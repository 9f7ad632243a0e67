//! Validate merged pull requests for documentation quality before a release.

use anyhow::{Context, Result};
use clap::Parser;

use capella_docgen::github::{GithubClient, PROVIDER_REPO};
use capella_docgen::validate::{print_validation_report, validate_pull};

#[derive(Parser, Debug)]
#[command(
    name = "validate-prs",
    version,
    about = "Check PRs merged since the previous release for documentation quality"
)]
struct Cli {
    /// Release version being prepared
    new_version: String,

    /// Previous release tag to diff against
    previous_version: String,
}

fn main() {
    init_tracing();

    let cli = match Cli::try_parse() {
        Ok(cli) => cli,
        Err(err) => {
            // Usage errors exit 1; --help/--version exit 0.
            let code = i32::from(err.use_stderr());
            let _ = err.print();
            std::process::exit(code);
        }
    };

    match run(cli) {
        Ok(code) => std::process::exit(code),
        Err(err) => {
            eprintln!("ERROR: {err:#}");
            std::process::exit(1);
        }
    }
}

fn run(cli: Cli) -> Result<i32> {
    let previous_version = if cli.previous_version.starts_with('v') {
        cli.previous_version.clone()
    } else {
        format!("v{}", cli.previous_version)
    };

    let token = require_token();

    println!("Validating PRs for release {}", cli.new_version);
    println!("   Checking PRs since {previous_version}...");

    let client = GithubClient::connect(&token, PROVIDER_REPO).context("connect to GitHub")?;
    let since = client.resolve_tag_to_date(&previous_version);
    let pulls = client
        .list_merged_since(since)
        .context("fetch merged pull requests")?;
    println!("   Found {} merged PRs", pulls.len());

    let results: Vec<_> = pulls.iter().map(validate_pull).collect();
    let code = print_validation_report(&results);

    if code != 0 {
        println!();
        println!("Recommendation:");
        println!("   Fix the issues above to improve upgrade guide quality");
        println!("   Or proceed anyway - the generator will work with what's available");
    }

    Ok(code)
}

fn require_token() -> String {
    match std::env::var("GITHUB_TOKEN") {
        Ok(token) if !token.is_empty() => token,
        _ => {
            eprintln!("ERROR: GITHUB_TOKEN environment variable not set");
            eprintln!("   Set it with: export GITHUB_TOKEN='your_token_here'");
            std::process::exit(1);
        }
    }
}

fn init_tracing() {
    tracing_subscriber::fmt()
        .with_env_filter(
            tracing_subscriber::EnvFilter::try_from_default_env()
                .unwrap_or_else(|_| tracing_subscriber::EnvFilter::new("info")),
        )
        .with_target(false)
        .init();
}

--------------------------------------------------

What to work on – Please reproduce all of the entries above exactly as they appear.

Reply –
repository 9f7ad632243a0e67
//! Validate merged pull requests for documentation quality before a release.

use anyhow::{Context, Result};
use clap::Parser;

use capella_docgen::github::{GithubClient, PROVIDER_REPO};
use capella_docgen::validate::{print_validation_report, validate_pull};

#[derive(Parser, Debug)]
#[command(
    name = "validate-prs",
    version,
    about = "Check PRs merged since the previous release for documentation quality"
)]
struct Cli {
    /// Release version being prepared
    new_version: String,

    /// Previous release tag to diff against
    previous_version: String,
}

fn main() {
    init_tracing();

    let cli = match Cli::try_parse() {
        Ok(cli) => cli,
        Err(err) => {
            // Usage errors exit 1; --help/--version exit 0.
            let code = i32::from(err.use_stderr());
            let _ = err.print();
            std::process::exit(code);
        }
    };

    match run(cli) {
        Ok(code) => std::process::exit(code),
        Err(err) => {
            eprintln!("ERROR: {err:#}");
            std::process::exit(1);
        }
    }
}

fn run(cli: Cli) -> Result<i32> {
    let previous_version = if cli.previous_version.starts_with('v') {
        cli.previous_version.clone()
    } else {
        format!("v{}", cli.previous_version)
    };

    let token = require_token();

    println!("Validating PRs for release {}", cli.new_version);
    println!("   Checking PRs since {previous_version}...");

    let client = GithubClient::connect(&token, PROVIDER_REPO).context("connect to GitHub")?;
    let since = client.resolve_tag_to_date(&previous_version);
    let pulls = client
        .list_merged_since(since)
        .context("fetch merged pull requests")?;
    println!("   Found {} merged PRs", pulls.len());

    let results: Vec<_> = pulls.iter().map(validate_pull).collect();
    let code = print_validation_report(&results);

    if code != 0 {
        println!();
        println!("Recommendation:");
        println!("   Fix the issues above to improve upgrade guide quality");
        println!("   Or proceed anyway - the generator will work with what's available");
    }

    Ok(code)
}

fn require_token() -> String {
    match std::env::var("GITHUB_TOKEN") {
        Ok(token) if !token.is_empty() => token,
        _ => {
            eprintln!("ERROR: GITHUB_TOKEN environment variable not set");
            eprintln!("   Set it with: export GITHUB_TOKEN='your_token_here'");
            std::process::exit(1);
        }
    }
}

fn init_tracing() {
    tracing_subscriber::fmt()
        .with_env_filter(
            tracing_subscriber::EnvFilter::try_from_default_env()
                .unwrap_or_else(|_| tracing_subscriber::EnvFilter::new("info")),
        )
        .with_target(false)
        .init();
}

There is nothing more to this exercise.